Tide Times and sound mapping
Published by: Timothy Cooper
About: Pete Stollery, Timothy Cooper
Nominee Timothy Cooper writes about Tide Times and sound mapping: experiencing the sounds of our environments
In this blog I'm going to talk a little bit about a work that would be impossible to make right now, Tide Times, by Laura Bissell and I and a work that is growing out of the lockdown conditions necessary for the suppression of Covid-19, Pete Stollery’s Covid-19 Sound map.
Tide Times
In 2018 Laura and I worked to create a site responsive, experiential work made for Cramond Island. Situated in the Firth of Forth on the east coast of Scotland, the Island is connected to mainland Scotland, just north of Edinburgh, via a causeway that is crossable twice daily. During the creative process we visited Cramond five times between April and August in 2018.
Figure 1 Looking back along the causeway to the mainland from Cramond island
Figure 2 Military defenses on the Cramond causeway
The work in its original form consisted of three elements:
- ‘Treasure chests’ hidden on the island containing invitations to play, make and explore. These invite the audience members to take part in activities like writing a poem on a stone, writing a message in a bottle and writing messages on the beach. This video shows visitors responding to invitations in the ‘treasure chests’.
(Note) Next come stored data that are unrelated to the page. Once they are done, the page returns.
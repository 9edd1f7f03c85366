//! CLI tool for managing gateway reverse proxies
//!
//! Usage:
//!   proxysync-ctl add <hostname> <port> <target> [options]
//!   proxysync-ctl update <id> [options]
//!   proxysync-ctl toggle <id> <true|false>
//!   proxysync-ctl delete|get <id>
//!   proxysync-ctl list [--json]
//!   proxysync-ctl status | upstreams | discover
//!   proxysync-ctl import <file> | export <file>
//!   proxysync-ctl config-get [path] | id-get <id> | id-delete <id> | load <file>

use anyhow::{Context, Result};
use clap::{ArgAction, Parser, Subcommand};
use proxysync::{GatewayApi, GatewayArgs, GatewayConfig, ProxyManager, ProxyRecord};
use std::collections::BTreeMap;
use std::path::PathBuf;
use tracing_subscriber::FmtSubscriber;

/// CLI tool for managing gateway reverse proxies
#[derive(Parser, Debug)]
#[command(name = "proxysync-ctl")]
#[command(author = "ProxySync Contributors")]
#[command(version = "1.0.0")]
#[command(about = "Manage reverse proxies through the gateway admin API")]
struct Args {
    #[command(flatten)]
    gateway: GatewayArgs,

    #[command(subcommand)]
    command: Commands,
}

#[derive(Subcommand, Debug)]
enum Commands {
    /// Add a new proxy
    Add {
        /// Hostname to match (e.g., app.example.com)
        hostname: String,

        /// Port the gateway listens on for this proxy
        port: u16,

        /// Backend dial address (host:port or scheme://host:port)
        target: String,

        /// Use TLS towards the backend
        #[arg(long)]
        tls: bool,

        /// CA bundle used to verify the backend (implies --tls)
        #[arg(long)]
        ca_file: Option<String>,

        /// Trust private and loopback ranges as proxies
        #[arg(long)]
        trusted_proxies: bool,

        /// Extra upstream request header, NAME=VALUE (repeatable)
        #[arg(short = 'H', long = "header", value_parser = parse_header)]
        headers: Vec<(String, String)>,

        /// Store the proxy without creating a gateway route
        #[arg(long)]
        disabled: bool,

        /// Enable the proxy automatically at boot
        #[arg(long)]
        autostart: bool,

        /// Explicit proxy ID (generated when omitted)
        #[arg(long)]
        id: Option<String>,
    },

    /// Update an existing proxy
    Update {
        /// Proxy ID
        id: String,

        #[arg(long)]
        hostname: Option<String>,

        #[arg(long)]
        port: Option<u16>,

        #[arg(long)]
        target: Option<String>,

        #[arg(long)]
        tls: Option<bool>,

        #[arg(long)]
        ca_file: Option<String>,

        #[arg(long)]
        trusted_proxies: Option<bool>,

        /// Replace all custom headers, NAME=VALUE (repeatable)
        #[arg(short = 'H', long = "header", value_parser = parse_header)]
        headers: Vec<(String, String)>,

        #[arg(long)]
        enabled: Option<bool>,

        #[arg(long)]
        autostart: Option<bool>,
    },

    /// Enable or disable a proxy; disabling keeps its settings
    Toggle {
        id: String,

        /// true to create the gateway route, false to remove it
        #[arg(action = ArgAction::Set)]
        enabled: bool,
    },

    /// Delete a proxy
    Delete { id: String },

    /// Show one proxy
    Get {
        id: String,

        /// Output as JSON
        #[arg(long)]
        json: bool,
    },

    /// List all proxies
    List {
        /// Output as JSON
        #[arg(long)]
        json: bool,
    },

    /// Check that the gateway admin API is reachable
    Status,

    /// Show reverse proxy upstream health counters
    Upstreams,

    /// Reconcile stored proxies with the gateway's live config
    Discover,

    /// Import proxies from a legacy proxy list file
    Import { file: PathBuf },

    /// Export stored proxies to a file
    Export { file: PathBuf },

    /// Print gateway config at a path
    ConfigGet {
        #[arg(default_value = "/")]
        path: String,
    },

    /// Print the gateway object tagged with an @id
    IdGet { id: String },

    /// Delete the gateway object tagged with an @id
    IdDelete { id: String },

    /// Replace the whole gateway config with a JSON file
    Load { file: PathBuf },
}

fn parse_header(raw: &str) -> Result<(String, String), String> {
    let (name, value) = raw
        .split_once('=')
        .ok_or_else(|| format!("expected NAME=VALUE, got {:?}", raw))?;
    let name = name.trim();
    if name.is_empty() {
        return Err("header name is empty".to_string());
    }
    Ok((name.to_string(), value.to_string()))
}

#[tokio::main]
async fn main() -> Result<()> {
    let args = Args::parse();

    FmtSubscriber::builder()
        .with_max_level(args.gateway.max_level())
        .with_target(false)
        .with_writer(std::io::stderr)
        .compact()
        .init();

    let config = GatewayConfig::from(args.gateway);
    let manager = ProxyManager::from_config(&config).context("create proxy manager")?;

    match args.command {
        Commands::Add {
            hostname,
            port,
            target,
            tls,
            ca_file,
            trusted_proxies,
            headers,
            disabled,
            autostart,
            id,
        } => {
            let proxy = ProxyRecord {
                id: id.unwrap_or_default(),
                tls_enabled: tls,
                tls_cert_file: ca_file,
                trusted_proxies,
                custom_headers: headers.into_iter().collect(),
                enabled: !disabled,
                autostart,
                ..ProxyRecord::new(&hostname, port, &target)
            };
            let created = manager.create(proxy).await.context("add proxy")?;
            println!("Added proxy:");
            print_proxy(&created);
        }

        Commands::Update {
            id,
            hostname,
            port,
            target,
            tls,
            ca_file,
            trusted_proxies,
            headers,
            enabled,
            autostart,
        } => {
            let mut proxy = manager.get(&id).context("find proxy")?;
            if let Some(hostname) = hostname {
                proxy.hostname = hostname;
            }
            if let Some(port) = port {
                proxy.port = port;
            }
            if let Some(target) = target {
                proxy.target = target;
            }
            if let Some(tls) = tls {
                proxy.tls_enabled = tls;
            }
            if let Some(ca_file) = ca_file {
                proxy.tls_cert_file = Some(ca_file).filter(|f| !f.is_empty());
            }
            if let Some(trusted) = trusted_proxies {
                proxy.trusted_proxies = trusted;
            }
            if !headers.is_empty() {
                proxy.custom_headers = headers.into_iter().collect::<BTreeMap<_, _>>();
            }
            if let Some(enabled) = enabled {
                proxy.enabled = enabled;
            }
            if let Some(autostart) = autostart {
                proxy.autostart = autostart;
            }
            manager.update(proxy).await.context("update proxy")?;
            println!("Updated proxy {}", id);
        }

        Commands::Toggle { id, enabled } => {
            manager.toggle(&id, enabled).await.context("toggle proxy")?;
            println!(
                "{} proxy {}",
                if enabled { "Enabled" } else { "Disabled" },
                id
            );
        }

        Commands::Delete { id } => {
            manager.delete(&id).await.context("delete proxy")?;
            println!("Deleted proxy {}", id);
        }

        Commands::Get { id, json } => {
            let proxy = manager.get(&id).context("get proxy")?;
            if json {
                println!("{}", serde_json::to_string_pretty(&proxy)?);
            } else {
                print_proxy(&proxy);
            }
        }

        Commands::List { json } => {
            let proxies = manager.list().context("list proxies")?;

            if json {
                println!("{}", serde_json::to_string_pretty(&proxies)?);
                return Ok(());
            }

            if proxies.is_empty() {
                println!("No proxies found");
                return Ok(());
            }

            println!(
                "{:<34} {:<36} {:<6} {:<30} {:<8} {:<9}",
                "ID", "HOSTNAME", "PORT", "TARGET", "ENABLED", "AUTOSTART"
            );
            println!("{}", "-".repeat(128));
            for proxy in &proxies {
                println!(
                    "{:<34} {:<36} {:<6} {:<30} {:<8} {:<9}",
                    proxy.id, proxy.hostname, proxy.port, proxy.target, proxy.enabled, proxy.autostart
                );
            }
            println!("\nTotal: {} proxy(s)", proxies.len());
        }

        Commands::Status => match manager.status().await {
            Ok(()) => println!("Gateway admin API at {} is reachable", config.admin_url),
            Err(e) => {
                eprintln!("Gateway admin API at {} is not reachable: {}", config.admin_url, e);
                std::process::exit(1);
            }
        },

        Commands::Upstreams => {
            let upstreams = manager.upstreams().await.context("get upstreams")?;
            if upstreams.is_empty() {
                println!("No upstreams reported");
            }
            for upstream in upstreams {
                println!(
                    "{:<40} requests={:<6} fails={}",
                    upstream.address, upstream.num_requests, upstream.fails
                );
            }
        }

        Commands::Discover => {
            let report = manager.discover().await.context("discover proxies")?;
            println!(
                "{} new, {} matched, {} disabled, {} skipped, {} total{}",
                report.discovered,
                report.updated,
                report.disabled,
                report.skipped,
                report.total,
                if report.written { " (metadata updated)" } else { "" }
            );
        }

        Commands::Import { file } => {
            let report = manager.import_file(&file).await.context("import proxies")?;
            println!(
                "Imported {}, skipped {}, failed {}",
                report.imported, report.skipped, report.failed
            );
            if let Some(backup) = report.backup {
                println!("Source file moved to {}", backup.display());
            }
        }

        Commands::Export { file } => {
            let count = manager.export_file(&file).context("export proxies")?;
            println!("Exported {} proxy(s) to {}", count, file.display());
        }

        Commands::ConfigGet { path } => {
            let value = manager.gateway().get_config(&path).await.context("get config")?;
            println!("{}", serde_json::to_string_pretty(&value)?);
        }

        Commands::IdGet { id } => {
            let value = manager.gateway().get_by_id(&id).await.context("get by id")?;
            println!("{}", serde_json::to_string_pretty(&value)?);
        }

        Commands::IdDelete { id } => {
            manager.gateway().delete_by_id(&id).await.context("delete by id")?;
            println!("Deleted gateway object {}", id);
        }

        Commands::Load { file } => {
            let data = std::fs::read(&file)
                .with_context(|| format!("read {}", file.display()))?;
            let value: serde_json::Value = serde_json::from_slice(&data)
                .with_context(|| format!("parse {}", file.display()))?;
            manager.gateway().load(&value).await.context("load config")?;
            println!("Loaded gateway config from {}", file.display());
        }
    }

    Ok(())
}

fn print_proxy(proxy: &ProxyRecord) {
    println!("  ID:         {}", proxy.id);
    println!("  Hostname:   {}", proxy.hostname);
    println!("  Port:       {}", proxy.port);
    println!("  Target:     {}", proxy.target);
    println!("  TLS:        {}", proxy.tls_enabled);
    if let Some(ref ca) = proxy.tls_cert_file {
        println!("  CA file:    {}", ca);
    }
    println!("  Trusted:    {}", proxy.trusted_proxies);
    for (name, value) in &proxy.custom_headers {
        println!("  Header:     {}: {}", name, value);
    }
    println!("  Enabled:    {}", proxy.enabled);
    println!("  Autostart:  {}", proxy.autostart);
}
Figure 3 A ‘treasure chest’ nestled in a nook on Cramond Island
Figure 4 A ‘treasure chest’ with invitation printed in the lid
- Audio tracks made up of recordings of texts written by Laura and Tim, recordings of texts found on the island, and sounds recorded on the island. These were manipulated and reshaped into compositions. The audio works used ambient recordings from various locations on the island that I combined with recordings of objects we found there (like the rusty metal in the image below). The video below documents excerpts from the audio works with videos of Tide Times visitors exploring the island
Figure 5 Tim ‘playing’ rusted metal wire, it sounded satisfyingly crunchy.
- A map detailing the locations of the treasure chests and the areas the audio tracks correspond to. The idea was for the visitors to experience specific audio works and interactive works in the parts of the islands that inspired them, sharing our experience.
Figure 7 Tide Times map
Our intent in making Tide Times was to invite a deep exploration of the Island. Through reflecting on our own experiences via the audio works we wanted to share what we found. We didn’t want to tell the visitors what they should find but to suggest how they might playfully explore the island.
Looking back on this creative process I feel really lucky to have spent this time with a place in this way. It was a really beautiful way in to making the piece and I really feel like I look and listen to the world differently having made it. We chose Cramond Island not for any particular historical significance; similarly it doesn’t have any outstanding features that would see it find its way into books about the most spectacular Scottish landscapes. We chose Cramond because it had a causeway and it was local enough to visit several times. We went to Cramond looking to discover its beauty and its charm and the island gave this back to us abundantly. In making the work Laura and I often spoke about Cramond as though it was a third voice in our collaboration and we both hope that Cramond’s voice shines through our work in a beauty that is there to be read by the visitor not simply shown by us.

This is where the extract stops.